* Your objective: Line by line, retype the material below exactly, from its first line up to and including the one holding "#[derive(Debug, Clone)]".
:::
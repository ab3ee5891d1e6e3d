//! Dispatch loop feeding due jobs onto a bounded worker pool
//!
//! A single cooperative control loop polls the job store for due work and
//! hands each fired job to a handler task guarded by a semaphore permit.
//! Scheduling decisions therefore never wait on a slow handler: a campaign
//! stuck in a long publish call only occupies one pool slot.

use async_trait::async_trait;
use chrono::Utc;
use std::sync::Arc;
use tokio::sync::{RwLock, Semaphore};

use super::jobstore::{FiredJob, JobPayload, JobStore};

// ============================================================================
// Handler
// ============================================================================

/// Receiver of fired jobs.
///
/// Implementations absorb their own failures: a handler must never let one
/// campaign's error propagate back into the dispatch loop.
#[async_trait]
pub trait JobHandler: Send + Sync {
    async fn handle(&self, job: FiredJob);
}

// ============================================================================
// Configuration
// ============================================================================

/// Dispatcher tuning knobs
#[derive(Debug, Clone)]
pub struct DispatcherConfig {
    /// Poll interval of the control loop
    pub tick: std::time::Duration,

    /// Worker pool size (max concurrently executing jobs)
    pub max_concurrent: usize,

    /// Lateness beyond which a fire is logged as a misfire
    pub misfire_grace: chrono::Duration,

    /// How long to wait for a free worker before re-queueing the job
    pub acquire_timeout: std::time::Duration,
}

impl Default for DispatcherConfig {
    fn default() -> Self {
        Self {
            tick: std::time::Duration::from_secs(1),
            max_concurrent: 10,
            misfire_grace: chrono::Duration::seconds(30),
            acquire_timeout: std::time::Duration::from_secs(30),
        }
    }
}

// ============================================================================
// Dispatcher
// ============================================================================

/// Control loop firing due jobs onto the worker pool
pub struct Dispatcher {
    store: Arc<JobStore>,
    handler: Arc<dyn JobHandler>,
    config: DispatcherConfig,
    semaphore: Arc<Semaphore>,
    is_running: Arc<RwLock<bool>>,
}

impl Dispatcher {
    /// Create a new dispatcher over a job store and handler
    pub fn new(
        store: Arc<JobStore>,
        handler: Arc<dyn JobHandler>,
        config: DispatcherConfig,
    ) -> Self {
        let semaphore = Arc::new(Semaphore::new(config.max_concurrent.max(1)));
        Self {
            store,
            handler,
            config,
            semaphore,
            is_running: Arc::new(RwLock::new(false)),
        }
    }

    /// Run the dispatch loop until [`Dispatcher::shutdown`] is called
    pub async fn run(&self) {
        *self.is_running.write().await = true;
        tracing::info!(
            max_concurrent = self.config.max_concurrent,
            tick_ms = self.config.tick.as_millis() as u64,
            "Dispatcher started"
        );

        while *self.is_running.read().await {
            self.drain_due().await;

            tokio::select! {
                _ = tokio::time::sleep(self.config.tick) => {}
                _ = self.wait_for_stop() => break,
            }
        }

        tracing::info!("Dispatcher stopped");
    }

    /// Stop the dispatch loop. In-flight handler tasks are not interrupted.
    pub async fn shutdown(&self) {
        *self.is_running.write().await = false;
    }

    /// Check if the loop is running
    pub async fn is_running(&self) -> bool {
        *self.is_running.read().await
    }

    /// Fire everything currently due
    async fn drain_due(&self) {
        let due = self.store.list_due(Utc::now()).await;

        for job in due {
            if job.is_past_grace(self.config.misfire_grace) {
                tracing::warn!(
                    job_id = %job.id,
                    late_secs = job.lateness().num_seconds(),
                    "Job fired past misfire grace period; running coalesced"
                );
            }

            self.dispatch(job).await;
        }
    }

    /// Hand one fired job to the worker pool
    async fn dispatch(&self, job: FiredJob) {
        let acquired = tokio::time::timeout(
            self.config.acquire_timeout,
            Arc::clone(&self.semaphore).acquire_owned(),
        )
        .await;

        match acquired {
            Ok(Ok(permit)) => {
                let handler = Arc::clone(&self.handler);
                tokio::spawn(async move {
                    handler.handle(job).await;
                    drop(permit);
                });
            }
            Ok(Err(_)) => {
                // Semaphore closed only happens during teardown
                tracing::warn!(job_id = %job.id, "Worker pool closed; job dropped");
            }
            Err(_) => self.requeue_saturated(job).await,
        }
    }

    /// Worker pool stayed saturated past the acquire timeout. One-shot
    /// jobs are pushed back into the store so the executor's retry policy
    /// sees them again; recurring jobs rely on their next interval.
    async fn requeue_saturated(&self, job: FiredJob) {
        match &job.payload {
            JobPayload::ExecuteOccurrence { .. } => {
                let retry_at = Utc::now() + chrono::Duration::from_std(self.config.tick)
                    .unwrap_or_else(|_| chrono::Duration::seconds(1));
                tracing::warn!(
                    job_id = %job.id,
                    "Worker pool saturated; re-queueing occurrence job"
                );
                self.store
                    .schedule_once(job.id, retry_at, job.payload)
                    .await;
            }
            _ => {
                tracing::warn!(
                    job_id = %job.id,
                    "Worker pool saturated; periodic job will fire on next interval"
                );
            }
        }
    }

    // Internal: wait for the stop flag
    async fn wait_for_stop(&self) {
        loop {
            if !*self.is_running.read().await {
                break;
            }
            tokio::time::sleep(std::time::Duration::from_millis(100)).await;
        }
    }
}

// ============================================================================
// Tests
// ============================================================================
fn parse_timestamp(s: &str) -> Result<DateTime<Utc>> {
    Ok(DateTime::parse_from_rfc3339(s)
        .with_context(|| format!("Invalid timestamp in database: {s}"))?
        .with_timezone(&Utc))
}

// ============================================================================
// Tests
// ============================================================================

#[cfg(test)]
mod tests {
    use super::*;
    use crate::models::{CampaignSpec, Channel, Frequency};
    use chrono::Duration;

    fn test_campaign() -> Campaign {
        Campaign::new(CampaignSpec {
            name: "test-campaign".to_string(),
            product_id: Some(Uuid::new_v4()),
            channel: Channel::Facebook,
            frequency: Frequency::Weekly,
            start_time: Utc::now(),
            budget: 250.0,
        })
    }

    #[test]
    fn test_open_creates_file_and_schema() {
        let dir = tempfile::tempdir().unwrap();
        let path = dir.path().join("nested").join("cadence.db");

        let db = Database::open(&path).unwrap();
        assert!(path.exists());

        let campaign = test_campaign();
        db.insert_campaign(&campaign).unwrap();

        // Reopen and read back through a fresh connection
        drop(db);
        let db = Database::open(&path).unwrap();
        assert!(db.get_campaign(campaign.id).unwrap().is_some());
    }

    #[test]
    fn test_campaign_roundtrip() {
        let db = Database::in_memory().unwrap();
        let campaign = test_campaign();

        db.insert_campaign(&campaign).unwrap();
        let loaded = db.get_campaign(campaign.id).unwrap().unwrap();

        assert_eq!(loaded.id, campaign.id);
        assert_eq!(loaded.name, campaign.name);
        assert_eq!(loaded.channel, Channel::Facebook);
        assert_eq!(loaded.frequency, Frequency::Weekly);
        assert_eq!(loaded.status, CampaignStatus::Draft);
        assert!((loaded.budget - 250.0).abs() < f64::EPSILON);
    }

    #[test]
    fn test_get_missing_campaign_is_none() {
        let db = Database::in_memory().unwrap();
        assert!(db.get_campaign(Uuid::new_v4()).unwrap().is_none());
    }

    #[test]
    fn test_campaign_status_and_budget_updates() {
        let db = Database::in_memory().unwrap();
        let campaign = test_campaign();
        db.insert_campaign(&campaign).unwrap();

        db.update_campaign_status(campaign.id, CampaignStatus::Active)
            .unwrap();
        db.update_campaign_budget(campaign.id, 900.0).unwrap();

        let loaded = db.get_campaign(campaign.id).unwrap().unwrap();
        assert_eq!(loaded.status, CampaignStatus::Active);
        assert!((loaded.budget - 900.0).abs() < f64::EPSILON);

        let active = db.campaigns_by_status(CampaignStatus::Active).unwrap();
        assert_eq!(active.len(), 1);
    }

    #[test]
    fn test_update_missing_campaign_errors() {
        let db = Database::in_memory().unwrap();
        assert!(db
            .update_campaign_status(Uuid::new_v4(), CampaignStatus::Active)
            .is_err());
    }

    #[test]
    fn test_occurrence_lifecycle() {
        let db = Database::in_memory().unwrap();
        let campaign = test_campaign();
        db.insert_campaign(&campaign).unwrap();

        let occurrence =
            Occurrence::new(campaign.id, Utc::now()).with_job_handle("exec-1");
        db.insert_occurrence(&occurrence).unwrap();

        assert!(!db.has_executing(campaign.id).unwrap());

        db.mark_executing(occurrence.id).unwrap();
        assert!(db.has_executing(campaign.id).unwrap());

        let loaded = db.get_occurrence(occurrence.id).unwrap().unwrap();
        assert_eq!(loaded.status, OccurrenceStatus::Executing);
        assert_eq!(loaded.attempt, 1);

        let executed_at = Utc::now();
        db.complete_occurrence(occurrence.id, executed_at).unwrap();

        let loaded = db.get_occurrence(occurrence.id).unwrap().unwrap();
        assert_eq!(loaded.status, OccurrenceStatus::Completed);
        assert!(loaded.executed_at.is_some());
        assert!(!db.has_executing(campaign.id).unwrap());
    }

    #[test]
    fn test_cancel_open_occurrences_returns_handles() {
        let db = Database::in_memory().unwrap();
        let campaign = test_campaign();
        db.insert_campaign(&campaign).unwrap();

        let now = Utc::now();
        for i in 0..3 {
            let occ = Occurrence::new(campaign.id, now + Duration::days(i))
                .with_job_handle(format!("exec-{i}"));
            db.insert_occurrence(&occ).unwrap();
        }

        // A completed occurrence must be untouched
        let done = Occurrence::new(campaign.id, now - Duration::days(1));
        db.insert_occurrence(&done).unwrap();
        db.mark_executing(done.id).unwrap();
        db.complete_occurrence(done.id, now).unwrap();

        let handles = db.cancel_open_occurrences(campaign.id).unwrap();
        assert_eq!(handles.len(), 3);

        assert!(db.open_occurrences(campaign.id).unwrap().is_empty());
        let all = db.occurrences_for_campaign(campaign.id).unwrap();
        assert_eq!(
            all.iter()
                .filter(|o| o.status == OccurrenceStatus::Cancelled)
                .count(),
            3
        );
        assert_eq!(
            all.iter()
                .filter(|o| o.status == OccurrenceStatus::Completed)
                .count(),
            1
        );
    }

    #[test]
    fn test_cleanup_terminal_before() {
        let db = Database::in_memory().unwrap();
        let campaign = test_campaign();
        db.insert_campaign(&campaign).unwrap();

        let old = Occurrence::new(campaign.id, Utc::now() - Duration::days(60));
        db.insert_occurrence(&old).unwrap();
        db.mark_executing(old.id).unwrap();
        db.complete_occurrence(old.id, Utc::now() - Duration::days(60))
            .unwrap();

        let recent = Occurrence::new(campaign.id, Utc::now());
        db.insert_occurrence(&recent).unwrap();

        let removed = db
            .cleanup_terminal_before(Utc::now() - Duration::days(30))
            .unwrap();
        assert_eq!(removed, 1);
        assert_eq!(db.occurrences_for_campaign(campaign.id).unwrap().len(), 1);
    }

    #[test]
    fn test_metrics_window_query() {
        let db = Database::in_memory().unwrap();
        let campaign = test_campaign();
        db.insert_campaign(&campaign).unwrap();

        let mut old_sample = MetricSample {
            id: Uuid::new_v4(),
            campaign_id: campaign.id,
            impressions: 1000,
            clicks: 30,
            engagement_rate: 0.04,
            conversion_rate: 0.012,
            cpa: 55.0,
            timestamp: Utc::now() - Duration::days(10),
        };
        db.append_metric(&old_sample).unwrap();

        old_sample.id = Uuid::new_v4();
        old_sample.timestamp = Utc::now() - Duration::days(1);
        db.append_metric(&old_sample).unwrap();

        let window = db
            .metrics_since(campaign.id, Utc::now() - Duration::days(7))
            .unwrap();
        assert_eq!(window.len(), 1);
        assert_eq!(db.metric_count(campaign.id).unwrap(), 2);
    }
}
:::
* Answer to this problem:
repository ab3ee5891d1e6e3d
//! Dispatch loop feeding due jobs onto a bounded worker pool
//!
//! A single cooperative control loop polls the job store for due work and
//! hands each fired job to a handler task guarded by a semaphore permit.
//! Scheduling decisions therefore never wait on a slow handler: a campaign
//! stuck in a long publish call only occupies one pool slot.

use async_trait::async_trait;
use chrono::Utc;
use std::sync::Arc;
use tokio::sync::{RwLock, Semaphore};

use super::jobstore::{FiredJob, JobPayload, JobStore};

// ============================================================================
// Handler
// ============================================================================

/// Receiver of fired jobs.
///
/// Implementations absorb their own failures: a handler must never let one
/// campaign's error propagate back into the dispatch loop.
#[async_trait]
pub trait JobHandler: Send + Sync {
    async fn handle(&self, job: FiredJob);
}

// ============================================================================
// Configuration
// ============================================================================

/// Dispatcher tuning knobs
#[derive(Debug, Clone)]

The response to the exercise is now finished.